== ACTIVITY ==
Write out an exact copy of the line with "Scan, sort and" and of each line after it, through the end of the records below.

Stored data:
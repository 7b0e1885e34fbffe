use chrono::{DateTime, Utc};
use rust_decimal::Decimal;
use serde::{Deserialize, Serialize};
use validator::{Validate, ValidationError};

use catalog_core::{ProductId, Violations};

const NON_NEGATIVE: &str = "must be greater than or equal to 0";

/// Stock status of a product.
#[derive(Debug, Clone, Copy, PartialEq, Eq, Hash, Serialize, Deserialize)]
#[serde(rename_all = "SCREAMING_SNAKE_CASE")]
pub enum ProductStatus {
    InStock,
    OutOfStock,
    BackOrder,
}

/// Field paths reported in violations (serialized field names).
pub mod fields {
    pub const TITLE: &str = "title";
    pub const PRICE: &str = "price";
    pub const STATUS: &str = "status";
    pub const DATE_ADDED: &str = "dateAdded";
    pub const DESCRIPTION: &str = "description";
    pub const KEYWORDS: &str = "keywords";
    pub const WEIGHT: &str = "weight";
    pub const QUANTITY_IN_STOCK: &str = "quantityInStock";
}

/// Catalog product.
///
/// Every field may be unset so that callers can build partial records and ask
/// [`validate`] what is missing. `id` is assigned by storage.
///
/// Text lengths are counted in characters (Unicode scalar values), not bytes
/// or UTF-16 units: a title of two emoji has length 2.
#[derive(Debug, Clone, Default, PartialEq, Serialize, Deserialize, Validate)]
#[serde(rename_all = "camelCase")]
pub struct Product {
    #[serde(default, skip_serializing_if = "Option::is_none")]
    pub id: Option<ProductId>,
    #[validate(
        required(message = "must not be null"),
        length(min = 3, max = 100, message = "size must be between 3 and 100")
    )]
    pub title: Option<String>,
    #[validate(
        required(message = "must not be null"),
        custom(function = "non_negative")
    )]
    pub price: Option<Decimal>,
    #[validate(required(message = "must not be null"))]
    pub status: Option<ProductStatus>,
    #[validate(required(message = "must not be null"))]
    pub date_added: Option<DateTime<Utc>>,
    #[validate(length(min = 10, max = 1000, message = "size must be between 10 and 1000"))]
    pub description: Option<String>,
    #[validate(length(min = 0, max = 200, message = "size must be between 0 and 200"))]
    pub keywords: Option<String>,
    #[validate(custom(function = "non_negative"))]
    pub weight: Option<f64>,
    #[validate(range(min = 0, message = "must be greater than or equal to 0"))]
    pub quantity_in_stock: Option<i32>,
}

impl Product {
    /// Empty product with every field unset.
    pub fn new() -> Self {
        Self::default()
    }

    pub fn with_id(mut self, id: ProductId) -> Self {
        self.id = Some(id);
        self
    }

    pub fn with_title(mut self, title: impl Into<String>) -> Self {
        self.title = Some(title.into());
        self
    }

    pub fn with_price(mut self, price: Decimal) -> Self {
        self.price = Some(price);
        self
    }

    pub fn with_status(mut self, status: ProductStatus) -> Self {
        self.status = Some(status);
        self
    }

    pub fn with_date_added(mut self, date_added: DateTime<Utc>) -> Self {
        self.date_added = Some(date_added);
        self
    }

    pub fn with_description(mut self, description: impl Into<String>) -> Self {
        self.description = Some(description.into());
        self
    }

    pub fn with_keywords(mut self, keywords: impl Into<String>) -> Self {
        self.keywords = Some(keywords.into());
        self
    }

    pub fn with_weight(mut self, weight: f64) -> Self {
        self.weight = Some(weight);
        self
    }

    pub fn with_quantity_in_stock(mut self, quantity: i32) -> Self {
        self.quantity_in_stock = Some(quantity);
        self
    }
}

/// Values that can be checked against a lower bound of zero.
trait Signed {
    /// `true` when the value is below zero or not a number.
    fn is_negative_or_nan(&self) -> bool;
}

impl Signed for Decimal {
    fn is_negative_or_nan(&self) -> bool {
        *self < Decimal::ZERO
    }
}

impl Signed for f64 {
    fn is_negative_or_nan(&self) -> bool {
        self.is_nan() || *self < 0.0
    }
}

impl<T: Signed + ?Sized> Signed for &T {
    fn is_negative_or_nan(&self) -> bool {
        (**self).is_negative_or_nan()
    }
}

impl<T: Signed> Signed for Option<T> {
    fn is_negative_or_nan(&self) -> bool {
        self.as_ref().is_some_and(Signed::is_negative_or_nan)
    }
}

/// Lower bound of zero for values `range` cannot check (decimals, NaN floats).
fn non_negative<T: Signed>(value: T) -> Result<(), ValidationError> {
    if value.is_negative_or_nan() {
        let mut err = ValidationError::new("range");
        err.message = Some(NON_NEGATIVE.into());
        return Err(err);
    }
    Ok(())
}

/// Check `product` against its field constraints. Never fails; an empty set
/// means valid.
pub fn validate(product: &Product) -> Violations {
    match product.validate() {
        Ok(()) => Violations::new(),
        Err(errors) => Violations::from(&errors),
    }
}
//! Product service: pass-through to the storage collaborator.

use thiserror::Error;
use tracing::{debug, warn};

use catalog_core::{ProductId, Violations};

use crate::product::{Product, validate};
use crate::repository::{ProductRepository, StorageError};

/// Error returned by [`ProductService::create`].
#[derive(Debug, Error, PartialEq)]
pub enum ServiceError {
    #[error("product is invalid: {0}")]
    Invalid(Violations),

    #[error(transparent)]
    Storage(#[from] StorageError),
}

/// Forwards products to a [`ProductRepository`].
///
/// Apart from [`ProductService::create`], no operation validates, retries or
/// rewrites anything: storage's answer, success or error, is returned as is.
#[derive(Debug, Clone)]
pub struct ProductService<R> {
    repository: R,
}

impl<R: ProductRepository> ProductService<R> {
    pub fn new(repository: R) -> Self {
        Self { repository }
    }

    pub fn repository(&self) -> &R {
        &self.repository
    }

    /// Save a product. The caller is expected to have validated it.
    pub fn save(&self, product: Product) -> Result<Product, StorageError> {
        debug!(product_id = ?product.id, "saving product");
        self.repository.save(product).inspect_err(log_storage_error)
    }

    /// Save an existing product; same contract as [`ProductService::save`].
    pub fn update(&self, product: Product) -> Result<Product, StorageError> {
        debug!(product_id = ?product.id, "updating product");
        self.repository.save(product).inspect_err(log_storage_error)
    }

    pub fn find_one(&self, id: &ProductId) -> Result<Option<Product>, StorageError> {
        debug!(product_id = %id, "fetching product");
        self.repository.find_by_id(id).inspect_err(log_storage_error)
    }

    pub fn find_all(&self) -> Result<Vec<Product>, StorageError> {
        debug!("fetching all products");
        self.repository.find_all().inspect_err(log_storage_error)
    }

    pub fn delete(&self, id: &ProductId) -> Result<(), StorageError> {
        debug!(product_id = %id, "deleting product");
        self.repository.delete_by_id(id).inspect_err(log_storage_error)
    }

    /// Validate, then save. Invalid products never reach storage.
    pub fn create(&self, product: Product) -> Result<Product, ServiceError> {
        let violations = validate(&product);
        if !violations.is_empty() {
            warn!(count = violations.len(), %violations, "rejecting invalid product");
            return Err(ServiceError::Invalid(violations));
        }
        Ok(self.save(product)?)
    }
}

fn log_storage_error(err: &StorageError) {
    warn!(error = %err, "storage reported an error");
}

#[cfg(test)]
mod tests {
    use super::*;
    use std::sync::Mutex;

    use chrono::Utc;
    use rust_decimal::Decimal;

    use crate::product::{ProductStatus, fields};
    use crate::repository::InMemoryProductRepository;

    /// Storage double: answers `save` with a configured result and records inputs.
    struct StubRepository {
        on_save: Option<Result<Product, StorageError>>,
        saved: Mutex<Vec<Product>>,
    }

    impl StubRepository {
        /// Returns whatever it is given.
        fn identity() -> Self {
            Self {
                on_save: None,
                saved: Mutex::new(Vec::new()),
            }
        }

        fn returning(result: Result<Product, StorageError>) -> Self {
            Self {
                on_save: Some(result),
                saved: Mutex::new(Vec::new()),
            }
        }

        fn saved(&self) -> Vec<Product> {
            self.saved.lock().unwrap().clone()
        }
    }

    impl ProductRepository for StubRepository {
        fn save(&self, product: Product) -> Result<Product, StorageError> {
            self.saved.lock().unwrap().push(product.clone());
            match &self.on_save {
                Some(result) => result.clone(),
                None => Ok(product),
            }
        }

        fn find_by_id(&self, _id: &ProductId) -> Result<Option<Product>, StorageError> {
            Err(StorageError::Unavailable("stub".into()))
        }

        fn find_all(&self) -> Result<Vec<Product>, StorageError> {
            Err(StorageError::Unavailable("stub".into()))
        }

        fn delete_by_id(&self, _id: &ProductId) -> Result<(), StorageError> {
            Err(StorageError::Unavailable("stub".into()))
        }
    }

    fn valid_product() -> Product {
        Product::new()
            .with_title("Producto Válido")
            .with_price(Decimal::new(9999, 2))
            .with_status(ProductStatus::InStock)
            .with_date_added(Utc::now())
    }

    #[test]
    fn save_returns_what_storage_returns() {
        let product = valid_product();
        let service = ProductService::new(StubRepository::identity());

        let created = service.save(product.clone()).unwrap();

        assert_eq!(created, product);
        assert_eq!(created.title.as_deref(), Some("Producto Válido"));
        assert_eq!(created.price, Some(Decimal::new(9999, 2)));
        assert_eq!(service.repository().saved(), vec![product]);
    }

    #[test]
    fn save_does_not_rewrite_storage_answer() {
        let stored = valid_product().with_id(ProductId::new()).with_title("Stored title");
        let service = ProductService::new(StubRepository::returning(Ok(stored.clone())));

        assert_eq!(service.save(valid_product()).unwrap(), stored);
    }

    #[test]
    fn save_does_not_validate() {
        let service = ProductService::new(StubRepository::identity());
        let invalid = Product::new().with_title("ab");

        assert_eq!(service.save(invalid.clone()).unwrap(), invalid);
    }

    #[test]
    fn save_propagates_storage_errors_unchanged() {
        let err = StorageError::Unavailable("connection refused".into());
        let service = ProductService::new(StubRepository::returning(Err(err.clone())));

        assert_eq!(service.save(valid_product()), Err(err));
    }

    #[test]
    fn create_rejects_invalid_product_without_touching_storage() {
        let service = ProductService::new(StubRepository::identity());
        let product = valid_product().with_price(Decimal::new(-1, 0));

        match service.create(product).unwrap_err() {
            ServiceError::Invalid(violations) => {
                assert!(violations.contains(fields::PRICE, "must be greater than or equal to 0"));
            }
            other => panic!("Expected Invalid, got {other:?}"),
        }
        assert!(service.repository().saved().is_empty());
    }

    #[test]
    fn create_surfaces_storage_errors() {
        let err = StorageError::Constraint("duplicate title".into());
        let service = ProductService::new(StubRepository::returning(Err(err.clone())));

        assert_eq!(service.create(valid_product()), Err(ServiceError::Storage(err)));
    }

    #[test]
    fn crud_round_trip_through_in_memory_storage() {
        catalog_observability::init();
        let service = ProductService::new(InMemoryProductRepository::new());

        let saved = service.create(valid_product()).unwrap();
        let id = saved.id.unwrap();
        assert_eq!(service.find_one(&id).unwrap(), Some(saved.clone()));

        let updated = service.update(saved.with_quantity_in_stock(7)).unwrap();
        assert_eq!(updated.quantity_in_stock, Some(7));
        assert_eq!(service.find_all().unwrap(), vec![updated]);

        service.delete(&id).unwrap();
        assert_eq!(service.find_one(&id).unwrap(), None);
        assert_eq!(service.delete(&id), Err(StorageError::NotFound(id)));
    }
}
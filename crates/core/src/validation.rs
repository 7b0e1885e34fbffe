//! Constraint violation reporting.
//!
//! Entities declare their field constraints with `validator::Validate`; the
//! resulting [`ValidationErrors`] are flattened here into a set of
//! `{field, message}` pairs keyed by the serialized (camelCase) field path.

use std::collections::BTreeSet;

use serde::{Deserialize, Serialize};
use validator::ValidationErrors;

use crate::error::{DomainError, DomainResult};

/// A reported constraint failure.
#[derive(Debug, Clone, PartialEq, Eq, PartialOrd, Ord, Hash, Serialize, Deserialize)]
pub struct Violation {
    pub field: String,
    pub message: String,
}

impl Violation {
    pub fn new(field: impl Into<String>, message: impl Into<String>) -> Self {
        Self {
            field: field.into(),
            message: message.into(),
        }
    }
}

impl core::fmt::Display for Violation {
    fn fmt(&self, f: &mut core::fmt::Formatter<'_>) -> core::fmt::Result {
        write!(f, "{}: {}", self.field, self.message)
    }
}

/// Set of violations produced by one validation pass.
#[derive(Debug, Clone, Default, PartialEq, Eq, Serialize, Deserialize)]
#[serde(transparent)]
pub struct Violations(BTreeSet<Violation>);

impl Violations {
    pub fn new() -> Self {
        Self::default()
    }

    pub fn insert(&mut self, violation: Violation) -> bool {
        self.0.insert(violation)
    }

    pub fn is_empty(&self) -> bool {
        self.0.is_empty()
    }

    pub fn len(&self) -> usize {
        self.0.len()
    }

    pub fn iter(&self) -> impl Iterator<Item = &Violation> {
        self.0.iter()
    }

    /// Violations reported for `field`.
    pub fn on_field<'a>(&'a self, field: &'a str) -> impl Iterator<Item = &'a Violation> + 'a {
        self.0.iter().filter(move |v| v.field == field)
    }

    /// Whether any violation on `field` has a message containing `needle`.
    pub fn contains(&self, field: &str, needle: &str) -> bool {
        self.on_field(field).any(|v| v.message.contains(needle))
    }

    /// `Ok(())` when empty, otherwise a [`DomainError::Validation`] listing
    /// every `field: message` pair.
    pub fn into_result(self) -> DomainResult<()> {
        if self.is_empty() {
            Ok(())
        } else {
            Err(DomainError::validation(self.to_string()))
        }
    }
}

impl core::fmt::Display for Violations {
    fn fmt(&self, f: &mut core::fmt::Formatter<'_>) -> core::fmt::Result {
        for (i, v) in self.0.iter().enumerate() {
            if i > 0 {
                f.write_str("; ")?;
            }
            core::fmt::Display::fmt(v, f)?;
        }
        Ok(())
    }
}

impl FromIterator<Violation> for Violations {
    fn from_iter<I: IntoIterator<Item = Violation>>(iter: I) -> Self {
        Self(iter.into_iter().collect())
    }
}

impl IntoIterator for Violations {
    type Item = Violation;
    type IntoIter = std::collections::btree_set::IntoIter<Violation>;

    fn into_iter(self) -> Self::IntoIter {
        self.0.into_iter()
    }
}

impl From<&ValidationErrors> for Violations {
    fn from(errors: &ValidationErrors) -> Self {
        let mut violations = Violations::new();
        for (field, field_errors) in errors.field_errors() {
            let path = field_path(&field.to_string());
            for error in field_errors {
                let message = error
                    .message
                    .as_ref()
                    .map(|m| m.to_string())
                    .unwrap_or_else(|| format!("validation failed for field '{path}'"));
                violations.insert(Violation::new(path.clone(), message));
            }
        }
        violations
    }
}

/// Serialized path for a struct field name (`date_added` -> `dateAdded`).
fn field_path(name: &str) -> String {
    let mut path = String::with_capacity(name.len());
    let mut upper_next = false;
    for c in name.chars() {
        if c == '_' {
            upper_next = true;
        } else if upper_next {
            path.extend(c.to_uppercase());
            upper_next = false;
        } else {
            path.push(c);
        }
    }
    path
}
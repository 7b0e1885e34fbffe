//! Tracing/logging initialization.

use tracing_subscriber::EnvFilter;

use crate::config::{LogFormat, ObservabilityConfig};

/// Initialize tracing/logging for the process.
///
/// Safe to call multiple times (subsequent calls are no-ops). An invalid
/// filter directive falls back to `info`.
pub fn init_with(config: &ObservabilityConfig) {
    let filter = EnvFilter::try_new(&config.filter).unwrap_or_else(|_| EnvFilter::new("info"));

    let builder = tracing_subscriber::fmt()
        .with_env_filter(filter)
        .with_timer(tracing_subscriber::fmt::time::SystemTime)
        .with_target(false);

    let _ = match config.format {
        LogFormat::Json => builder.json().try_init(),
        LogFormat::Pretty => builder.pretty().try_init(),
    };
}
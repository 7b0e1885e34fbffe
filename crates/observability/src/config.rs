use core::str::FromStr;
use std::env;

use thiserror::Error;

/// Env var selecting the log output format (`json` or `pretty`).
pub const LOG_FORMAT_ENV: &str = "CATALOG_LOG_FORMAT";

const DEFAULT_FILTER: &str = "info";

/// Log line format.
#[derive(Debug, Clone, Copy, PartialEq, Eq, Default)]
pub enum LogFormat {
    #[default]
    Json,
    Pretty,
}

#[derive(Debug, Error, PartialEq, Eq)]
#[error("unknown log format: {0}")]
pub struct UnknownLogFormat(String);

impl FromStr for LogFormat {
    type Err = UnknownLogFormat;

    fn from_str(s: &str) -> Result<Self, Self::Err> {
        match s.trim().to_ascii_lowercase().as_str() {
            "json" => Ok(Self::Json),
            "pretty" | "text" => Ok(Self::Pretty),
            _ => Err(UnknownLogFormat(s.to_string())),
        }
    }
}

#[derive(Debug, Clone, PartialEq, Eq)]
pub struct ObservabilityConfig {
    /// `EnvFilter` directive string, e.g. `info,catalog_products=debug`.
    pub filter: String,
    pub format: LogFormat,
}

impl Default for ObservabilityConfig {
    fn default() -> Self {
        Self {
            filter: DEFAULT_FILTER.to_string(),
            format: LogFormat::default(),
        }
    }
}

impl ObservabilityConfig {
    /// Read `RUST_LOG` and [`LOG_FORMAT_ENV`]; unset or unknown values fall back to defaults.
    pub fn from_env() -> Self {
        Self::from_vars(
            env::var("RUST_LOG").ok().as_deref(),
            env::var(LOG_FORMAT_ENV).ok().as_deref(),
        )
    }

    fn from_vars(filter: Option<&str>, format: Option<&str>) -> Self {
        let filter = filter
            .map(str::trim)
            .filter(|f| !f.is_empty())
            .unwrap_or(DEFAULT_FILTER)
            .to_string();
        let format = format.and_then(|f| f.parse().ok()).unwrap_or_default();
        Self { filter, format }
    }
}
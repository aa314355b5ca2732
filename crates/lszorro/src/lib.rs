//! lszorro library - exposes the listing pipeline for testing
//!
//! Pipeline: parse filters, scan the bus, read config space, sort by slot,
//! print through the name database.

pub mod cli;
pub mod errors;
pub mod logging;
pub mod output;
pub mod scan;

use anyhow::{anyhow, Result};
use cli::Cli;
use output::DisplayOptions;
use std::io::Write;
use std::path::PathBuf;
use zorro_shared::{DeviceFilter, NameDatabase, ZorroConfig, ZORROUTILS_VERSION};

/// Effective settings after merging the config file and the command line.
#[derive(Debug, Clone, PartialEq, Eq)]
pub struct Options {
    pub ids_path: PathBuf,
    pub bus_dir: PathBuf,
    pub numeric: bool,
    pub filter: DeviceFilter,
    pub display: DisplayOptions,
}

impl Options {
    /// Command-line values win over the config file. Filter errors name the switch.
    pub fn resolve(cli: &Cli, config: ZorroConfig) -> Result<Self> {
        let mut filter = DeviceFilter::new();
        if let Some(slot) = &cli.slot {
            filter.parse_slot(slot).map_err(|e| anyhow!("-s: {}", e))?;
        }
        if let Some(id) = &cli.device {
            filter.parse_id(id).map_err(|e| anyhow!("-d: {}", e))?;
        }

        Ok(Self {
            ids_path: cli.ids_file.clone().unwrap_or(config.ids_path),
            bus_dir: cli.bus_dir.clone().unwrap_or(config.bus_dir),
            numeric: cli.numeric || config.numeric,
            filter,
            display: DisplayOptions {
                verbose: cli.verbose,
                hex: cli.hex,
                machine: cli.machine,
            },
        })
    }
}

/// Run lszorro with parsed arguments, writing the listing to `out`.
pub fn run<W: Write>(cli: &Cli, out: &mut W) -> Result<()> {
    if cli.version {
        writeln!(out, "lszorro version {}", ZORROUTILS_VERSION)?;
        return Ok(());
    }

    let opts = Options::resolve(cli, ZorroConfig::load()?)?;
    list(&opts, out)
}

/// Scan, sort and print according to `opts`.
pub fn list<W: Write>(opts: &Options, out: &mut W) -> Result<()> {
    let mut names = NameDatabase::new(&opts.ids_path);
    if opts.numeric {
        names.force_numeric();
    }

    let mut devices = scan::scan_devices(&opts.bus_dir, &opts.filter)?;
    scan::read_configs(&opts.bus_dir, &mut devices)?;
    scan::sort_devices(&mut devices);

    output::show(out, &devices, &names, &opts.display)?;
    out.flush()?;
    Ok(())
}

== SOLUTION TO THE PROBLEM ==
/// Scan, sort and print according to `opts`.
pub fn list<W: Write>(opts: &Options, out: &mut W) -> Result<()> {
    let mut names = NameDatabase::new(&opts.ids_path);
    if opts.numeric {
        names.force_numeric();
    }

    let mut devices = scan::scan_devices(&opts.bus_dir, &opts.filter)?;
    scan::read_configs(&opts.bus_dir, &mut devices)?;
    scan::sort_devices(&mut devices);

    output::show(out, &devices, &names, &opts.display)?;
    out.flush()?;
    Ok(())
}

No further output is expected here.